- [Task details]:
Every line containing the string "ProductEdit" should be returned from the records.

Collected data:
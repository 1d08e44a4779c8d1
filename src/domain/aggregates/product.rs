//! Catalog entries: products and categories
//!
//! Both carry per-language translations. Reads resolve to a single language;
//! the stores fall back to the default language when the requested one has
//! no translation.

use chrono::{DateTime, Datelike, Duration, NaiveDate, NaiveTime, TimeZone, Utc};
use serde::{Deserialize, Serialize};
use crate::domain::value_objects::{CategoryId, Price, ProductId};

#[derive(Clone, Debug, PartialEq, Serialize, Deserialize)]
pub struct Category {
    pub id: CategoryId,
    pub language_code: String,
    pub name: String,
    pub slug: String,
    pub created: DateTime<Utc>,
}

#[derive(Clone, Debug, PartialEq, Serialize, Deserialize)]
pub struct Product {
    pub id: ProductId,
    pub category: CategoryId,
    pub language_code: String,
    pub name: String,
    pub slug: String,
    pub description: String,
    pub price: Price,
    pub available: bool,
    pub created: DateTime<Utc>,
    pub updated: DateTime<Utc>,
}

#[derive(Clone, Debug, PartialEq, Eq, Serialize, Deserialize)]
pub struct CategoryTranslation { pub name: String, pub slug: String }

#[derive(Clone, Debug, PartialEq, Eq, Serialize, Deserialize)]
pub struct ProductTranslation { pub name: String, pub slug: String, pub description: String }

#[derive(Clone, Debug)]
pub struct NewCategory { pub language_code: String, pub translation: CategoryTranslation }

#[derive(Clone, Debug)]
pub struct NewProduct {
    pub category: CategoryId,
    pub price: Price,
    pub available: bool,
    pub language_code: String,
    pub translation: ProductTranslation,
}

/// Inline edit of the list-editable product columns.
#[derive(Clone, Debug, Default, PartialEq, Eq)]
pub struct ProductEdit { pub price: Option<Price>, pub available: Option<bool> }

impl ProductEdit {
    pub fn is_empty(&self) -> bool { self.price.is_none() && self.available.is_none() }
}

#[derive(Clone, Debug, Default, PartialEq, Eq)]
pub struct ProductFilter {
    pub available: Option<bool>,
    pub category: Option<CategoryId>,
    pub created_since: Option<DateTime<Utc>>,
}

impl ProductFilter {
    pub fn matches(&self, product: &Product) -> bool {
        self.available.map_or(true, |a| product.available == a)
            && self.category.map_or(true, |c| product.category == c)
            && self.created_since.map_or(true, |since| product.created >= since)
    }
}

/// Date-hierarchy choices for the `created` admin filter.
#[derive(Clone, Copy, Debug, PartialEq, Eq, Serialize, Deserialize)]
pub enum CreatedFilter {
    #[serde(rename = "today")]
    Today,
    #[serde(rename = "past_7_days")]
    PastSevenDays,
    #[serde(rename = "this_month")]
    ThisMonth,
    #[serde(rename = "this_year")]
    ThisYear,
}

impl CreatedFilter {
    /// Lower bound (inclusive) of the window this choice selects.
    pub fn since(&self, now: DateTime<Utc>) -> DateTime<Utc> {
        let today = now.date_naive();
        let start = match self {
            Self::Today => today,
            Self::PastSevenDays => today - Duration::days(7),
            Self::ThisMonth => NaiveDate::from_ymd_opt(today.year(), today.month(), 1).unwrap_or(today),
            Self::ThisYear => NaiveDate::from_ymd_opt(today.year(), 1, 1).unwrap_or(today),
        };
        Utc.from_utc_datetime(&start.and_time(NaiveTime::MIN))
    }
}

#[cfg(test)]
mod tests {
    use super::*;
    use rust_decimal::Decimal;

    fn product(available: bool, created: DateTime<Utc>) -> Product {
        Product {
            id: ProductId::new(), category: CategoryId::new(), language_code: "en".into(),
            name: "Tea".into(), slug: "tea".into(), description: String::new(),
            price: Price::new(Decimal::new(450, 2)).unwrap(), available, created, updated: created,
        }
    }

    #[test]
    fn test_created_filter_bounds() {
        let now = Utc.with_ymd_and_hms(2024, 5, 17, 15, 30, 0).unwrap();
        assert_eq!(CreatedFilter::Today.since(now), Utc.with_ymd_and_hms(2024, 5, 17, 0, 0, 0).unwrap());
        assert_eq!(CreatedFilter::PastSevenDays.since(now), Utc.with_ymd_and_hms(2024, 5, 10, 0, 0, 0).unwrap());
        assert_eq!(CreatedFilter::ThisMonth.since(now), Utc.with_ymd_and_hms(2024, 5, 1, 0, 0, 0).unwrap());
        assert_eq!(CreatedFilter::ThisYear.since(now), Utc.with_ymd_and_hms(2024, 1, 1, 0, 0, 0).unwrap());
    }

    #[test]
    fn test_filter_matches() {
        let now = Utc::now();
        let p = product(true, now);
        assert!(ProductFilter::default().matches(&p));
        assert!(!ProductFilter { available: Some(false), ..Default::default() }.matches(&p));
        assert!(!ProductFilter { category: Some(CategoryId::new()), ..Default::default() }.matches(&p));
        assert!(!ProductFilter { created_since: Some(now + Duration::seconds(1)), ..Default::default() }.matches(&p));
    }

    #[test]
    fn test_created_filter_serde_names() {
        let f: CreatedFilter = serde_json::from_str("\"past_7_days\"").unwrap();
        assert_eq!(f, CreatedFilter::PastSevenDays);
    }
}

- [Reply to the task]:
pub struct ProductEdit { pub price: Option<Price>, pub available: Option<bool> }
impl ProductEdit {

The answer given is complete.